## YOUR TASK:
Write each entry down again precisely, skipping nothing.

## GIVEN INFORMATION:

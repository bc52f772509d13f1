//! Profile authoring functions.

use cmm_core::{CmmError, LUT16_INPUT_CHANNELS, Lut16, LutTag};
use numpy::ndarray::Axis;
use numpy::{
    AllowTypeChange, PyArrayDyn, PyArrayLikeDyn, PyArrayMethods, PyReadonlyArrayDyn, PyUntypedArrayMethods,
};
use pyo3::prelude::*;

use crate::error::{NativeResultExt, NativeStatusExt, borrow_error, contiguous, value_error};
use crate::handle::Profile;

pub fn register(m: &Bound<'_, PyModule>) -> PyResult<()> {
    m.add_function(wrap_pyfunction!(create_partial_profile, m)?)?;
    m.add_function(wrap_pyfunction!(add_lut16, m)?)?;
    m.add_function(wrap_pyfunction!(link_tag, m)?)?;
    m.add_function(wrap_pyfunction!(eval_lut16, m)?)?;
    m.add_function(wrap_pyfunction!(eval_pre_table, m)?)?;
    Ok(())
}

fn invalid(msg: String) -> PyErr {
    value_error(CmmError::InvalidArgument(msg))
}

fn parse_tag(tag: &str) -> PyResult<LutTag> {
    tag.parse().map_err(value_error)
}

/// Checks a `(rows, columns)` table and returns its row count.
fn table_rows(name: &str, shape: &[usize], columns: usize) -> PyResult<usize> {
    match shape {
        [rows, cols] if *cols == columns => Ok(*rows),
        _ => Err(invalid(format!("{name} must have shape (n, {columns}), got {shape:?}"))),
    }
}

/// Splits a `(entries, channels)` table into one curve per channel.
fn columns(table: &PyReadonlyArrayDyn<'_, u16>, channels: usize) -> Vec<Vec<u16>> {
    let view = table.as_array();
    (0..channels).map(|c| view.index_axis(Axis(1), c).iter().copied().collect()).collect()
}

/// Creates a partial v2.4 output profile (RGB data, Lab PCS, creator 'ZYGO').
///
/// The profile must receive its lut16 tags before `dump_profile`.
///
/// # Arguments
/// * `desc` - description text
/// * `cprt` - copyright text
/// * `is_glossy` - glossy rather than matte media
/// * `wtpt` - XYZ of the media white point, shape (3,)
#[pyfunction]
#[pyo3(signature = (desc, cprt, is_glossy, wtpt))]
fn create_partial_profile(
    desc: &str,
    cprt: &str,
    is_glossy: bool,
    wtpt: PyArrayLikeDyn<'_, f64, AllowTypeChange>,
) -> PyResult<Option<Profile>> {
    let white: Vec<f64> = wtpt.as_array().iter().copied().collect();
    let white_point: [f64; 3] = match (wtpt.ndim(), white.as_slice()) {
        (1, &[x, y, z]) => [x, y, z],
        _ => return Err(invalid(format!("wtpt must have shape (3,), got {:?}", wtpt.shape()))),
    };
    let profile = cmm_core::Profile::partial(desc, cprt, is_glossy, white_point);
    Ok(profile.or_none()?.map(Profile::new))
}

/// Writes a lut16 into `tag` ('A2B0'..'A2B2', 'B2A0'..'B2A2' or 'gamt').
///
/// # Arguments
/// * `n_out_ch` - output channels
/// * `clut` - shape (g, g, g, n_out_ch)
/// * `pre_table` - shape (n, 3)
/// * `post_table` - shape (m, n_out_ch)
#[pyfunction]
#[pyo3(signature = (hprofile, tag, n_out_ch, clut, pre_table, post_table))]
fn add_lut16(
    mut hprofile: PyRefMut<'_, Profile>,
    tag: &str,
    n_out_ch: usize,
    clut: PyArrayLikeDyn<'_, u16, AllowTypeChange>,
    pre_table: PyArrayLikeDyn<'_, u16, AllowTypeChange>,
    post_table: PyArrayLikeDyn<'_, u16, AllowTypeChange>,
) -> PyResult<bool> {
    let tag = parse_tag(tag)?;
    let grid = match clut.shape() {
        [a, b, c, out] if a == b && b == c && *out == n_out_ch => *a,
        shape => {
            return Err(invalid(format!("clut must have shape (g, g, g, {n_out_ch}), got {shape:?}")));
        }
    };
    table_rows("pre_table", pre_table.shape(), LUT16_INPUT_CHANNELS)?;
    table_rows("post_table", post_table.shape(), n_out_ch)?;

    let samples: Vec<u16> = clut.as_array().iter().copied().collect();
    let pre = columns(&pre_table, LUT16_INPUT_CHANNELS);
    let post = columns(&post_table, n_out_ch);
    let lut = Lut16::new(grid, n_out_ch, samples, pre, post).map_err(value_error)?;
    hprofile.get_mut().map_err(value_error)?.write_lut16(tag, &lut).or_false()
}

/// Makes `link_tag` share the data of `dest_tag`.
#[pyfunction]
#[pyo3(signature = (hprofile, link_tag, dest_tag))]
fn link_tag(mut hprofile: PyRefMut<'_, Profile>, link_tag: &str, dest_tag: &str) -> PyResult<bool> {
    let (link, dest) = (parse_tag(link_tag)?, parse_tag(dest_tag)?);
    hprofile.get_mut().map_err(value_error)?.link_tag(link, dest).or_false()
}

/// Evaluates the lut in `tag` for each row of `input_array` into
/// `output_array`.
///
/// `input_array` has shape (n, in) and `output_array` shape (n, out).
/// Returns False if the tag holds no usable pipeline.
#[pyfunction]
#[pyo3(signature = (hprofile, tag, input_array, output_array))]
fn eval_lut16(
    hprofile: PyRef<'_, Profile>,
    tag: &str,
    input_array: PyArrayLikeDyn<'_, u16, AllowTypeChange>,
    output_array: &Bound<'_, PyArrayDyn<u16>>,
) -> PyResult<bool> {
    let tag = parse_tag(tag)?;
    let profile = hprofile.get().map_err(value_error)?;
    let Some((in_ch, out_ch)) = profile.lut_channels(tag).or_none()? else {
        return Ok(false);
    };
    with_rows(&input_array, in_ch, output_array, out_ch, |input, output| {
        profile.eval_lut16(tag, input, output).or_false()
    })
}

/// Evaluates only the pre-table curves of `tag`.
///
/// Both arrays have shape (n, channels of the pre-table). Returns False if
/// the tag does not start with curves.
#[pyfunction]
#[pyo3(signature = (hprofile, tag, input_array, output_array))]
fn eval_pre_table(
    hprofile: PyRef<'_, Profile>,
    tag: &str,
    input_array: PyArrayLikeDyn<'_, u16, AllowTypeChange>,
    output_array: &Bound<'_, PyArrayDyn<u16>>,
) -> PyResult<bool> {
    let tag = parse_tag(tag)?;
    let profile = hprofile.get().map_err(value_error)?;
    let Some(channels) = profile.pre_table_channels(tag).or_none()? else {
        return Ok(false);
    };
    with_rows(&input_array, channels, output_array, channels, |input, output| {
        profile.eval_pre_table(tag, input, output).or_false()
    })
}

/// Checks `(n, in_ch)` and `(n, out_ch)` shapes and hands both arrays to `eval`
/// as contiguous slices.
fn with_rows(
    input_array: &PyReadonlyArrayDyn<'_, u16>,
    in_ch: usize,
    output_array: &Bound<'_, PyArrayDyn<u16>>,
    out_ch: usize,
    eval: impl FnOnce(&[u16], &mut [u16]) -> PyResult<bool>,
) -> PyResult<bool> {
    let rows = table_rows("input_array", input_array.shape(), in_ch)?;
    if table_rows("output_array", output_array.shape(), out_ch)? != rows {
        return Err(invalid("input_array and output_array row counts differ".to_string()));
    }

    let mut output_guard = output_array
        .try_readwrite()
        .map_err(|err| borrow_error("output_array", err))?;
    let input = input_array.as_slice().map_err(|_| contiguous("input_array"))?;
    let output = output_guard.as_slice_mut().map_err(|_| contiguous("output_array"))?;
    eval(input, output)
}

## ANSWER FOR THIS EXERCISE:
repository bc52f772509d13f1
//! Profile authoring functions.

use cmm_core::{CmmError, LUT16_INPUT_CHANNELS, Lut16, LutTag};
use numpy::ndarray::Axis;
use numpy::{
    AllowTypeChange, PyArrayDyn, PyArrayLikeDyn, PyArrayMethods, PyReadonlyArrayDyn, PyUntypedArrayMethods,
};
use pyo3::prelude::*;

use crate::error::{NativeResultExt, NativeStatusExt, borrow_error, contiguous, value_error};
use crate::handle::Profile;

pub fn register(m: &Bound<'_, PyModule>) -> PyResult<()> {
    m.add_function(wrap_pyfunction!(create_partial_profile, m)?)?;
    m.add_function(wrap_pyfunction!(add_lut16, m)?)?;
    m.add_function(wrap_pyfunction!(link_tag, m)?)?;
    m.add_function(wrap_pyfunction!(eval_lut16, m)?)?;
    m.add_function(wrap_pyfunction!(eval_pre_table, m)?)?;
    Ok(())
}

fn invalid(msg: String) -> PyErr {
    value_error(CmmError::InvalidArgument(msg))
}

fn parse_tag(tag: &str) -> PyResult<LutTag> {
    tag.parse().map_err(value_error)
}

/// Checks a `(rows, columns)` table and returns its row count.
fn table_rows(name: &str, shape: &[usize], columns: usize) -> PyResult<usize> {
    match shape {
        [rows, cols] if *cols == columns => Ok(*rows),
        _ => Err(invalid(format!("{name} must have shape (n, {columns}), got {shape:?}"))),
    }
}

/// Splits a `(entries, channels)` table into one curve per channel.
fn columns(table: &PyReadonlyArrayDyn<'_, u16>, channels: usize) -> Vec<Vec<u16>> {
    let view = table.as_array();
    (0..channels).map(|c| view.index_axis(Axis(1), c).iter().copied().collect()).collect()
}

/// Creates a partial v2.4 output profile (RGB data, Lab PCS, creator 'ZYGO').
///
/// The profile must receive its lut16 tags before `dump_profile`.
///
/// # Arguments
/// * `desc` - description text
/// * `cprt` - copyright text
/// * `is_glossy` - glossy rather than matte media
/// * `wtpt` - XYZ of the media white point, shape (3,)
#[pyfunction]
#[pyo3(signature = (desc, cprt, is_glossy, wtpt))]
fn create_partial_profile(
    desc: &str,
    cprt: &str,
    is_glossy: bool,
    wtpt: PyArrayLikeDyn<'_, f64, AllowTypeChange>,
) -> PyResult<Option<Profile>> {
    let white: Vec<f64> = wtpt.as_array().iter().copied().collect();
    let white_point: [f64; 3] = match (wtpt.ndim(), white.as_slice()) {
        (1, &[x, y, z]) => [x, y, z],
        _ => return Err(invalid(format!("wtpt must have shape (3,), got {:?}", wtpt.shape()))),
    };
    let profile = cmm_core::Profile::partial(desc, cprt, is_glossy, white_point);
    Ok(profile.or_none()?.map(Profile::new))
}

/// Writes a lut16 into `tag` ('A2B0'..'A2B2', 'B2A0'..'B2A2' or 'gamt').
///
/// # Arguments
/// * `n_out_ch` - output channels
/// * `clut` - shape (g, g, g, n_out_ch)
/// * `pre_table` - shape (n, 3)
/// * `post_table` - shape (m, n_out_ch)
#[pyfunction]
#[pyo3(signature = (hprofile, tag, n_out_ch, clut, pre_table, post_table))]
fn add_lut16(
    mut hprofile: PyRefMut<'_, Profile>,
    tag: &str,
    n_out_ch: usize,
    clut: PyArrayLikeDyn<'_, u16, AllowTypeChange>,
    pre_table: PyArrayLikeDyn<'_, u16, AllowTypeChange>,
    post_table: PyArrayLikeDyn<'_, u16, AllowTypeChange>,
) -> PyResult<bool> {
    let tag = parse_tag(tag)?;
    let grid = match clut.shape() {
        [a, b, c, out] if a == b && b == c && *out == n_out_ch => *a,
        shape => {
            return Err(invalid(format!("clut must have shape (g, g, g, {n_out_ch}), got {shape:?}")));
        }
    };
    table_rows("pre_table", pre_table.shape(), LUT16_INPUT_CHANNELS)?;
    table_rows("post_table", post_table.shape(), n_out_ch)?;

    let samples: Vec<u16> = clut.as_array().iter().copied().collect();
    let pre = columns(&pre_table, LUT16_INPUT_CHANNELS);
    let post = columns(&post_table, n_out_ch);
    let lut = Lut16::new(grid, n_out_ch, samples, pre, post).map_err(value_error)?;
    hprofile.get_mut().map_err(value_error)?.write_lut16(tag, &lut).or_false()
}

/// Makes `link_tag` share the data of `dest_tag`.
#[pyfunction]
#[pyo3(signature = (hprofile, link_tag, dest_tag))]
fn link_tag(mut hprofile: PyRefMut<'_, Profile>, link_tag: &str, dest_tag: &str) -> PyResult<bool> {
    let (link, dest) = (parse_tag(link_tag)?, parse_tag(dest_tag)?);
    hprofile.get_mut().map_err(value_error)?.link_tag(link, dest).or_false()
}

/// Evaluates the lut in `tag` for each row of `input_array` into
/// `output_array`.
///
/// `input_array` has shape (n, in) and `output_array` shape (n, out).
/// Returns False if the tag holds no usable pipeline.
#[pyfunction]
#[pyo3(signature = (hprofile, tag, input_array, output_array))]
fn eval_lut16(
    hprofile: PyRef<'_, Profile>,
    tag: &str,
    input_array: PyArrayLikeDyn<'_, u16, AllowTypeChange>,
    output_array: &Bound<'_, PyArrayDyn<u16>>,
) -> PyResult<bool> {
    let tag = parse_tag(tag)?;
    let profile = hprofile.get().map_err(value_error)?;
    let Some((in_ch, out_ch)) = profile.lut_channels(tag).or_none()? else {
        return Ok(false);
    };
    with_rows(&input_array, in_ch, output_array, out_ch, |input, output| {
        profile.eval_lut16(tag, input, output).or_false()
    })
}

/// Evaluates only the pre-table curves of `tag`.
///
/// Both arrays have shape (n, channels of the pre-table). Returns False if
/// the tag does not start with curves.
#[pyfunction]
#[pyo3(signature = (hprofile, tag, input_array, output_array))]
fn eval_pre_table(
    hprofile: PyRef<'_, Profile>,
    tag: &str,
    input_array: PyArrayLikeDyn<'_, u16, AllowTypeChange>,
    output_array: &Bound<'_, PyArrayDyn<u16>>,
) -> PyResult<bool> {
    let tag = parse_tag(tag)?;
    let profile = hprofile.get().map_err(value_error)?;
    let Some(channels) = profile.pre_table_channels(tag).or_none()? else {
        return Ok(false);
    };
    with_rows(&input_array, channels, output_array, channels, |input, output| {
        profile.eval_pre_table(tag, input, output).or_false()
    })
}

/// Checks `(n, in_ch)` and `(n, out_ch)` shapes and hands both arrays to `eval`
/// as contiguous slices.
fn with_rows(
    input_array: &PyReadonlyArrayDyn<'_, u16>,
    in_ch: usize,
    output_array: &Bound<'_, PyArrayDyn<u16>>,
    out_ch: usize,
    eval: impl FnOnce(&[u16], &mut [u16]) -> PyResult<bool>,
) -> PyResult<bool> {
    let rows = table_rows("input_array", input_array.shape(), in_ch)?;
    if table_rows("output_array", output_array.shape(), out_ch)? != rows {
        return Err(invalid("input_array and output_array row counts differ".to_string()));
    }

    let mut output_guard = output_array
        .try_readwrite()
        .map_err(|err| borrow_error("output_array", err))?;
    let input = input_array.as_slice().map_err(|_| contiguous("input_array"))?;
    let output = output_guard.as_slice_mut().map_err(|_| contiguous("output_array"))?;
    eval(input, output)
}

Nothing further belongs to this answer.